───── RECORDS FOR THIS EXERCISE

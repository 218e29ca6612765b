//! EVM signing capability
//!
//! SECURITY: This is the ONLY place where private keys exist.
//! - Keys are held in alloy's PrivateKeySigner which handles crypto securely
//! - Keys are never serialized
//! - Keys are never logged

use super::{CapabilityProvider, SigningCapability};
use crate::types::{RpcResponse, SessionRequest};
use crate::{Error, Result};
use alloy::hex;
use alloy::primitives::Address;
use alloy::signers::local::PrivateKeySigner;
use alloy::signers::SignerSync;
use async_trait::async_trait;
use secrecy::{ExposeSecret, SecretString};
use serde_json::Value;
use std::str::FromStr;
use std::sync::Arc;

/// Environment variable holding the hex-encoded signing key
pub const PRIVATE_KEY_ENV: &str = "PRIVATE_KEY";

const PERSONAL_SIGN: &str = "personal_sign";
const ETH_SIGN: &str = "eth_sign";

/// Signing capability backed by a local secp256k1 key
pub struct EvmSigningCapability {
    /// The signer
    signer: PrivateKeySigner,
    /// Public address (safe to expose)
    address: Address,
    /// Chain served, e.g. `eip155:1`
    chain_id: String,
}

impl EvmSigningCapability {
    /// Create a capability from a hex-encoded private key
    pub fn from_secret(key: &SecretString, chain_id: impl Into<String>) -> Result<Self> {
        let key_hex = key.expose_secret();
        let key_hex = key_hex.strip_prefix("0x").unwrap_or(key_hex);

        let signer: PrivateKeySigner = key_hex
            .parse()
            .map_err(|e| Error::Capability(format!("Invalid private key: {}", e)))?;

        let address = signer.address();

        Ok(Self {
            signer,
            address,
            chain_id: chain_id.into(),
        })
    }

    /// Get the public address (safe to share)
    pub fn address(&self) -> Address {
        self.address
    }

    /// EIP-191 sign `message` and return the 0x-prefixed signature
    fn sign_message(&self, message: &[u8]) -> std::result::Result<String, String> {
        self.signer
            .sign_message_sync(message)
            .map(|signature| hex::encode_prefixed(signature.as_bytes()))
            .map_err(|e| format!("Signing failed: {}", e))
    }

    /// Split `personal_sign` (message, address) / `eth_sign` (address, message) params
    fn message_and_signer<'a>(
        &self,
        method: &str,
        params: &'a Value,
    ) -> std::result::Result<(&'a str, &'a str), String> {
        let items = params
            .as_array()
            .filter(|items| items.len() >= 2)
            .ok_or_else(|| format!("{} expects [message, address] params", method))?;

        let first = items[0]
            .as_str()
            .ok_or_else(|| format!("{} params must be strings", method))?;
        let second = items[1]
            .as_str()
            .ok_or_else(|| format!("{} params must be strings", method))?;

        if method == ETH_SIGN {
            Ok((second, first))
        } else {
            Ok((first, second))
        }
    }

    fn handle_sign(&self, method: &str, params: &Value) -> std::result::Result<String, String> {
        let (message, requested) = self.message_and_signer(method, params)?;

        let requested = Address::from_str(requested)
            .map_err(|e| format!("Invalid signer address: {}", e))?;
        if requested != self.address {
            return Err(format!("Address {} is not managed by this wallet", requested));
        }

        self.sign_message(&decode_message(message))
    }
}

/// Hex payloads are signed as bytes, anything else as UTF-8 text
fn decode_message(message: &str) -> Vec<u8> {
    message
        .strip_prefix("0x")
        .and_then(|stripped| hex::decode(stripped).ok())
        .unwrap_or_else(|| message.as_bytes().to_vec())
}

#[async_trait]
impl SigningCapability for EvmSigningCapability {
    fn chain_id(&self) -> String {
        self.chain_id.clone()
    }

    fn supported_methods(&self) -> Vec<String> {
        vec![PERSONAL_SIGN.to_string(), ETH_SIGN.to_string()]
    }

    fn supported_events(&self) -> Vec<String> {
        vec!["accountsChanged".to_string(), "chainChanged".to_string()]
    }

    fn current_account(&self) -> String {
        self.address.to_checksum(None)
    }

    async fn execute(&self, request: &SessionRequest) -> RpcResponse {
        let method = request.request.method.as_str();
        let outcome = match method {
            PERSONAL_SIGN | ETH_SIGN => self.handle_sign(method, &request.request.params),
            other => Err(format!("Unsupported method: {}", other)),
        };

        match outcome {
            Ok(signature) => RpcResponse::success(request.id, signature),
            Err(message) => {
                tracing::debug!(request_id = request.id, method, error = %message, "Signing call failed");
                RpcResponse::error(request.id, message)
            }
        }
    }
}

// Implement Debug manually to avoid exposing the signer
impl std::fmt::Debug for EvmSigningCapability {
    fn fmt(&self, f: &mut std::fmt::Formatter<'_>) -> std::fmt::Result {
        f.debug_struct("EvmSigningCapability")
            .field("address", &self.address)
            .field("chain_id", &self.chain_id)
            .field("signer", &"[REDACTED]")
            .finish()
    }
}

/// Reads the signing key from the environment each time the manager is set up
pub struct EvmCapabilityProvider {
    var_name: String,
    chain_id: String,
}

impl EvmCapabilityProvider {
    pub fn new(var_name: impl Into<String>, chain_id: impl Into<String>) -> Self {
        Self {
            var_name: var_name.into(),
            chain_id: chain_id.into(),
        }
    }
}

#[async_trait]
impl CapabilityProvider for EvmCapabilityProvider {
    async fn bind(&self) -> Result<Arc<dyn SigningCapability>> {
        let key = std::env::var(&self.var_name).map_err(|_| {
            Error::Capability(format!(
                "Environment variable {} not set. Required for wallet initialization.",
                self.var_name
            ))
        })?;
        let key = SecretString::from(key);

        let capability = EvmSigningCapability::from_secret(&key, self.chain_id.clone())?;
        tracing::info!(address = %capability.current_account(), chain_id = %self.chain_id, "Bound EVM signing capability");
        Ok(Arc::new(capability))
    }
}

──────────

Each line in the listing above is to be returned unchanged.

repository 218e29ca6612765b
//! EVM signing capability
//!
//! SECURITY: This is the ONLY place where private keys exist.
//! - Keys are held in alloy's PrivateKeySigner which handles crypto securely
//! - Keys are never serialized
//! - Keys are never logged

use super::{CapabilityProvider, SigningCapability};
use crate::types::{RpcResponse, SessionRequest};
use crate::{Error, Result};
use alloy::hex;
use alloy::primitives::Address;
use alloy::signers::local::PrivateKeySigner;
use alloy::signers::SignerSync;
use async_trait::async_trait;
use secrecy::{ExposeSecret, SecretString};
use serde_json::Value;
use std::str::FromStr;
use std::sync::Arc;

/// Environment variable holding the hex-encoded signing key
pub const PRIVATE_KEY_ENV: &str = "PRIVATE_KEY";

const PERSONAL_SIGN: &str = "personal_sign";
const ETH_SIGN: &str = "eth_sign";

/// Signing capability backed by a local secp256k1 key
pub struct EvmSigningCapability {
    /// The signer
    signer: PrivateKeySigner,
    /// Public address (safe to expose)
    address: Address,
    /// Chain served, e.g. `eip155:1`
    chain_id: String,
}

impl EvmSigningCapability {
    /// Create a capability from a hex-encoded private key
    pub fn from_secret(key: &SecretString, chain_id: impl Into<String>) -> Result<Self> {
        let key_hex = key.expose_secret();
        let key_hex = key_hex.strip_prefix("0x").unwrap_or(key_hex);

        let signer: PrivateKeySigner = key_hex
            .parse()
            .map_err(|e| Error::Capability(format!("Invalid private key: {}", e)))?;

        let address = signer.address();

        Ok(Self {
            signer,
            address,
            chain_id: chain_id.into(),
        })
    }

    /// Get the public address (safe to share)
    pub fn address(&self) -> Address {
        self.address
    }

    /// EIP-191 sign `message` and return the 0x-prefixed signature
    fn sign_message(&self, message: &[u8]) -> std::result::Result<String, String> {
        self.signer
            .sign_message_sync(message)
            .map(|signature| hex::encode_prefixed(signature.as_bytes()))
            .map_err(|e| format!("Signing failed: {}", e))
    }

    /// Split `personal_sign` (message, address) / `eth_sign` (address, message) params
    fn message_and_signer<'a>(
        &self,
        method: &str,
        params: &'a Value,
    ) -> std::result::Result<(&'a str, &'a str), String> {
        let items = params
            .as_array()
            .filter(|items| items.len() >= 2)
            .ok_or_else(|| format!("{} expects [message, address] params", method))?;

        let first = items[0]
            .as_str()
            .ok_or_else(|| format!("{} params must be strings", method))?;
        let second = items[1]
            .as_str()
            .ok_or_else(|| format!("{} params must be strings", method))?;

        if method == ETH_SIGN {
            Ok((second, first))
        } else {
            Ok((first, second))
        }
    }

    fn handle_sign(&self, method: &str, params: &Value) -> std::result::Result<String, String> {
        let (message, requested) = self.message_and_signer(method, params)?;

        let requested = Address::from_str(requested)
            .map_err(|e| format!("Invalid signer address: {}", e))?;
        if requested != self.address {
            return Err(format!("Address {} is not managed by this wallet", requested));
        }

        self.sign_message(&decode_message(message))
    }
}

/// Hex payloads are signed as bytes, anything else as UTF-8 text
fn decode_message(message: &str) -> Vec<u8> {
    message
        .strip_prefix("0x")
        .and_then(|stripped| hex::decode(stripped).ok())
        .unwrap_or_else(|| message.as_bytes().to_vec())
}

#[async_trait]
impl SigningCapability for EvmSigningCapability {
    fn chain_id(&self) -> String {
        self.chain_id.clone()
    }

    fn supported_methods(&self) -> Vec<String> {
        vec![PERSONAL_SIGN.to_string(), ETH_SIGN.to_string()]
    }

    fn supported_events(&self) -> Vec<String> {
        vec!["accountsChanged".to_string(), "chainChanged".to_string()]
    }

    fn current_account(&self) -> String {
        self.address.to_checksum(None)
    }

    async fn execute(&self, request: &SessionRequest) -> RpcResponse {
        let method = request.request.method.as_str();
        let outcome = match method {
            PERSONAL_SIGN | ETH_SIGN => self.handle_sign(method, &request.request.params),
            other => Err(format!("Unsupported method: {}", other)),
        };

        match outcome {
            Ok(signature) => RpcResponse::success(request.id, signature),
            Err(message) => {
                tracing::debug!(request_id = request.id, method, error = %message, "Signing call failed");
                RpcResponse::error(request.id, message)
            }
        }
    }
}

// Implement Debug manually to avoid exposing the signer
impl std::fmt::Debug for EvmSigningCapability {
    fn fmt(&self, f: &mut std::fmt::Formatter<'_>) -> std::fmt::Result {
        f.debug_struct("EvmSigningCapability")
            .field("address", &self.address)
            .field("chain_id", &self.chain_id)
            .field("signer", &"[REDACTED]")
            .finish()
    }
}

/// Reads the signing key from the environment each time the manager is set up
pub struct EvmCapabilityProvider {
    var_name: String,
    chain_id: String,
}

impl EvmCapabilityProvider {
    pub fn new(var_name: impl Into<String>, chain_id: impl Into<String>) -> Self {
        Self {
            var_name: var_name.into(),
            chain_id: chain_id.into(),
        }
    }
}

#[async_trait]
impl CapabilityProvider for EvmCapabilityProvider {
    async fn bind(&self) -> Result<Arc<dyn SigningCapability>> {
        let key = std::env::var(&self.var_name).map_err(|_| {
            Error::Capability(format!(
                "Environment variable {} not set. Required for wallet initialization.",
                self.var_name
            ))
        })?;
        let key = SecretString::from(key);

        let capability = EvmSigningCapability::from_secret(&key, self.chain_id.clone())?;
        tracing::info!(address = %capability.current_account(), chain_id = %self.chain_id, "Bound EVM signing capability");
        Ok(Arc::new(capability))
    }
}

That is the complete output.